This test is performed by multiple methods to detect mutations in the following genes BCL1, BCL2, BCL6, BRAF, CARD11, CD79B, EZH2, MYD88, NOTCH1, NOTCH2, NRAS and TP53. The test is performed by sequencing the entire coding regions of the genes listed unless otherwise noted. BCL1/ IgH translocation t(11;14) is performed by real-time PCR and BCL2 t(14;18) is performed by fragment length analysis. Test orders include summary interpretation of all results together.

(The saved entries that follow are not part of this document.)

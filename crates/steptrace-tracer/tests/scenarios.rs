//! Whole-program traces, checked through the public API and the JSON wire form.

use serde_json::json;
use steptrace_tracer::{
    trace, trace_for_language, FrameInfo, Step, Structure, Trace, TraceEntry, Tracer,
    TracerConfig,
};

fn steps(trace: &Trace) -> Vec<&Step> {
    trace.steps().collect()
}

fn lines(trace: &Trace) -> Vec<u32> {
    trace.steps().map(|step| step.line).collect()
}

fn frame(function: &str, line: u32) -> FrameInfo {
    FrameInfo {
        function: function.to_string(),
        line,
        filename: "<string>".to_string(),
    }
}

#[test]
fn straight_line_program() {
    let source = "x = 1\ny = 2\nz = x + y\n";
    let outcome = Tracer::default().trace(source, &[]);
    let trace = &outcome.trace;

    assert_eq!(lines(trace), vec![1, 2, 3]);
    assert!(trace.fault().is_none());
    let last = steps(trace)[2];
    assert_eq!(last.code_line, "z = x + y");
    assert_eq!(serde_json::Value::Object(last.locals.clone()), json!({"x": 1, "y": 2}));

    let final_locals = outcome.final_locals.unwrap();
    assert_eq!(
        serde_json::Value::Object(final_locals),
        json!({"x": 1, "y": 2, "z": 3})
    );
}

#[test]
fn first_step_wire_form() {
    let trace = trace("x = 1\ny = 2\nz = x + y\n", &[]);
    let first = serde_json::to_string(&trace.entries()[0]).unwrap();
    insta::assert_snapshot!(first, @r#"{"line":1,"code_line":"x = 1","locals":{},"data_structures":{},"call_stack":[{"function":"<module>","line":1,"filename":"<string>"}],"graph":null}"#);
}

#[test]
fn fault_ends_the_trace_and_keeps_prior_steps() {
    let source = "\
def divide(a, b):
    return a / b
x = divide(1, 0)
print(x)
";
    let trace = trace(source, &[]);
    assert_eq!(lines(&trace), vec![1, 3, 2]);

    let inside = steps(&trace)[2];
    assert_eq!(serde_json::Value::Object(inside.locals.clone()), json!({"a": 1, "b": 0}));
    assert_eq!(inside.call_stack, vec![frame("divide", 2), frame("<module>", 3)]);

    let fault = trace.fault().unwrap();
    assert_eq!(fault.error_type, "ZeroDivisionError");
    assert_eq!(fault.error, "division by zero");
    assert_eq!(
        fault.traceback,
        "Traceback (most recent call last):\n  \
         File \"<string>\", line 3, in <module>\n    x = divide(1, 0)\n  \
         File \"<string>\", line 2, in divide\n    return a / b\n\
         ZeroDivisionError: division by zero\n"
    );
    assert!(trace.error().is_none());
}

#[test]
fn fault_wire_form_is_a_trailing_entry() {
    let trace = trace("x = [1]\ny = x[3]\n", &[]);
    let json = serde_json::to_value(&trace).unwrap();
    let entries = json["trace"].as_array().unwrap();
    assert_eq!(entries.len(), 3);
    let last = &entries[2];
    assert_eq!(last["error_type"], json!("IndexError"));
    assert_eq!(last["error"], json!("list index out of range"));
    assert!(last.get("line").is_none());
    assert!(json.get("error").is_none());
}

#[test]
fn steps_before_a_fault_match_the_truncated_program() {
    let full = trace("a = [1]\nb = a[5]\nc = 2\nprint(c)\n", &[]);
    let truncated = trace("a = [1]\nb = a[5]\n", &[]);
    assert_eq!(full, truncated);
    let before_fault = &full.entries()[..full.entries().len() - 1];
    assert!(before_fault.iter().all(|entry| matches!(entry, TraceEntry::Step(_))));
    assert_eq!(before_fault.len(), 2);
}

#[test]
fn adjacency_list_is_detected_as_a_graph() {
    let trace = trace("g = {\"a\": [1, 2], \"b\": [3]}\ndone = True\n", &[]);
    let step = steps(&trace)[1];
    let expected = json!({
        "type": "graph",
        "nodes": ["a", "b"],
        "edges": [
            {"from": "a", "to": 1},
            {"from": "a", "to": 2},
            {"from": "b", "to": 3}
        ]
    });
    assert_eq!(serde_json::to_value(&step.data_structures["g"]).unwrap(), expected);
    assert_eq!(
        serde_json::to_value(&step.graph).unwrap(),
        json!({"nodes": expected["nodes"], "edges": expected["edges"]})
    );
}

#[test]
fn cut_off_adjacency_list_stays_a_graph() {
    let tracer = Tracer::new(TracerConfig {
        max_items: 2,
        ..TracerConfig::default()
    });
    let outcome = tracer.trace("g = {'a': [1], 'b': [2], 'c': [3]}\ndone = True\n", &[]);
    let step = steps(&outcome.trace)[1];
    assert_eq!(
        serde_json::to_value(&step.data_structures["g"]).unwrap(),
        json!({
            "type": "graph",
            "nodes": ["a", "b"],
            "edges": [{"from": "a", "to": 1}, {"from": "b", "to": 2}]
        })
    );
    assert_eq!(
        serde_json::Value::Object(step.locals.clone()),
        json!({"g": {"a": [1], "b": [2], "...": "<1 more items>"}})
    );
    assert!(step.graph.is_some());
}

#[test]
fn empty_mapping_is_an_empty_graph() {
    let trace = trace("d = {}\ndone = True\n", &[]);
    let step = steps(&trace)[1];
    assert_eq!(
        serde_json::to_value(&step.data_structures["d"]).unwrap(),
        json!({"type": "graph", "nodes": [], "edges": []})
    );
    assert_eq!(
        serde_json::to_value(&step.graph).unwrap(),
        json!({"nodes": [], "edges": []})
    );
}

#[test]
fn round_to_the_most_negative_ndigits_keeps_the_trace() {
    let source = "a = 1\nn = -9223372036854775807 - 1\nr = round(5, n)\nf = round(1.5, n)\ndone = True\n";
    let trace = trace(source, &[]);
    assert!(trace.error().is_none(), "{trace:?}");
    assert!(trace.fault().is_none());
    let last = steps(&trace)[4];
    assert_eq!(last.locals["r"], json!(0));
    assert_eq!(last.locals["f"], json!(0.0));
}

#[test]
fn plain_list_is_shown_as_an_array_only() {
    let trace = trace("nums = [5, 3, 8]\ndone = True\n", &[]);
    let step = steps(&trace)[1];
    assert_eq!(step.data_structures.len(), 1);
    assert_eq!(
        step.data_structures["nums"],
        Structure::Array {
            elements: vec![json!(5), json!(3), json!(8)],
            length: 3
        }
    );
    assert!(step.graph.is_none());
}

#[test]
fn usage_decides_between_stack_and_queue() {
    let source = "\
from collections import deque
s = [1, 2, 3]
s.pop()
q = deque([1, 2, 3])
q.popleft()
items = [1, 2]
items.pop(0)
done = True
";
    let trace = trace(source, &[]);
    let last = steps(&trace).pop().unwrap();
    assert_eq!(
        last.data_structures["s"],
        Structure::Stack {
            elements: vec![json!(1), json!(2)],
            top: Some(json!(2))
        }
    );
    assert_eq!(
        last.data_structures["q"],
        Structure::Queue {
            elements: vec![json!(2), json!(3)],
            front: Some(json!(2)),
            rear: Some(json!(3))
        }
    );
    assert!(matches!(last.data_structures["items"], Structure::Queue { .. }));
    assert_eq!(last.locals["deque"], json!("<type 'deque'>"));
}

#[test]
fn recorded_steps_are_not_changed_by_later_mutation() {
    let trace = trace("xs = []\nxs.append(1)\nxs.append(2)\ndone = True\n", &[]);
    let seen: Vec<serde_json::Value> = trace
        .steps()
        .map(|step| step.locals.get("xs").cloned().unwrap_or(json!(null)))
        .collect();
    assert_eq!(seen, vec![json!(null), json!([]), json!([1]), json!([1, 2])]);
}

#[test]
fn self_referential_list_terminates() {
    let trace = trace("a = [1]\na.append(a)\ndone = True\n", &[]);
    let last = steps(&trace).pop().unwrap();
    assert_eq!(last.locals["a"], json!([1, "<recursive list>"]));
}

#[test]
fn recursion_shows_every_frame_innermost_first() {
    let source = "\
def fact(n):
    if n <= 1:
        return 1
    return n * fact(n - 1)
r = fact(3)
";
    let trace = trace(source, &[]);
    let deepest = trace
        .steps()
        .max_by_key(|step| step.call_stack.len())
        .unwrap();
    let functions: Vec<&str> = deepest
        .call_stack
        .iter()
        .map(|f| f.function.as_str())
        .collect();
    assert_eq!(functions, vec!["fact", "fact", "fact", "<module>"]);
    assert_eq!(deepest.locals["n"], json!(1));
    assert_eq!(deepest.call_stack[3], frame("<module>", 5));
}

#[test]
fn functions_classes_and_instances_render_as_json() {
    let source = "\
class Point:
    def __init__(self, x, y):
        self.x = x
        self.y = y
p = Point(1, 2)
f = lambda v: v
done = True
";
    let trace = trace(source, &[]);
    let last = steps(&trace).pop().unwrap();
    assert_eq!(last.locals["Point"], json!("<type 'Point'>"));
    assert_eq!(last.locals["p"], json!({"x": 1, "y": 2}));
    assert_eq!(last.locals["f"], json!("<function 'anonymous'>"));
    assert!(last.data_structures.is_empty());
}

#[test]
fn inputs_are_bound_and_consumed() {
    let trace = trace("n = int(input())\ndone = n * 2\n", &[json!(21)]);
    let first = steps(&trace)[0];
    assert_eq!(first.locals["input_data"], json!([21]));
    let last = steps(&trace)[1];
    assert_eq!(last.locals["n"], json!(21));
}

#[test]
fn empty_source_has_no_steps() {
    let trace = trace("", &[]);
    assert_eq!(trace, Trace::Steps { trace: vec![] });
    assert_eq!(serde_json::to_value(&trace).unwrap(), json!({"trace": []}));
}

#[test]
fn compile_error_never_starts() {
    let trace = trace("x = = 1\n", &[]);
    let json = serde_json::to_value(&trace).unwrap();
    assert!(json.get("trace").is_none());
    let error = json["error"].as_str().unwrap();
    assert!(error.starts_with("SyntaxError"), "{error}");
    assert!(error.contains("line 1"), "{error}");
}

#[test]
fn deeply_parenthesized_source_is_a_compile_error() {
    let source = format!("x = {}1{}\n", "(".repeat(100_000), ")".repeat(100_000));
    let trace = trace(&source, &[]);
    let error = trace.error().expect("nesting should be rejected before running");
    assert!(error.starts_with("SyntaxError: too many nested parentheses"), "{error}");
}

#[test]
fn long_unary_chain_is_a_compile_error() {
    let source = format!("x = {}1\n", "-".repeat(50_000));
    let error = trace(&source, &[]).error().map(str::to_string).unwrap();
    assert!(error.starts_with("SyntaxError: expression is too deeply nested"), "{error}");
}

#[test]
fn tracing_is_idempotent() {
    let source = "xs = [3, 1, 2]\nxs.sort()\nfor x in xs:\n    y = x * x\n";
    assert_eq!(trace(source, &[]), trace(source, &[]));
}

#[test]
fn concurrent_traces_do_not_interfere() {
    let handles: Vec<_> = (0..8)
        .map(|n| {
            std::thread::spawn(move || {
                let source = format!("total = 0\nfor i in range({n}):\n    total += i\n");
                (n, trace(&source, &[]))
            })
        })
        .collect();
    for handle in handles {
        let (n, trace) = handle.join().unwrap();
        assert_eq!(trace.steps().count(), 2 * n as usize + 2);
        let expected: i64 = (0..n).sum();
        let last = trace.steps().last().unwrap();
        assert_eq!(last.locals["total"], json!(expected));
    }
}

#[test]
fn language_dispatch() {
    assert_eq!(trace_for_language("Python", "x = 1\n", &[]).steps().count(), 1);
    assert_eq!(
        trace_for_language("cobol", "x = 1\n", &[]),
        Trace::failed("language 'cobol' is not supported for tracing")
    );
}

Genes analyzed in this profile have known roles in lymphoma pathogenesis. Testing is useful for diagnosis, classification, prognosis, and treatment decisions. It is also useful to distinguish between activated B-cell-like (ABC) and germinal center (GC) subtypes, especially in diffuse large B-cell lymphoma (DLBCL).
- Bone marrow (Preferred): 2 mL in EDTA tube.
- Peripheral blood: 5 mL in EDTA tube.
- FFPE tissue: Paraffin block. Alternatively, send 1 H&E slide plus 5-10 unstained slides cut at 5 or more microns. Please use positively-charged slides and 10% NBF fixative is the recommended fixative. Do not use zinc or mercury fixatives (B5). Highly acidic or prolonged decalcification processes will not yield sufficient nucleic acid to accurately perform molecular studies.
Use cold pack for transport, making sure cold pack is not in direct contact with specimen.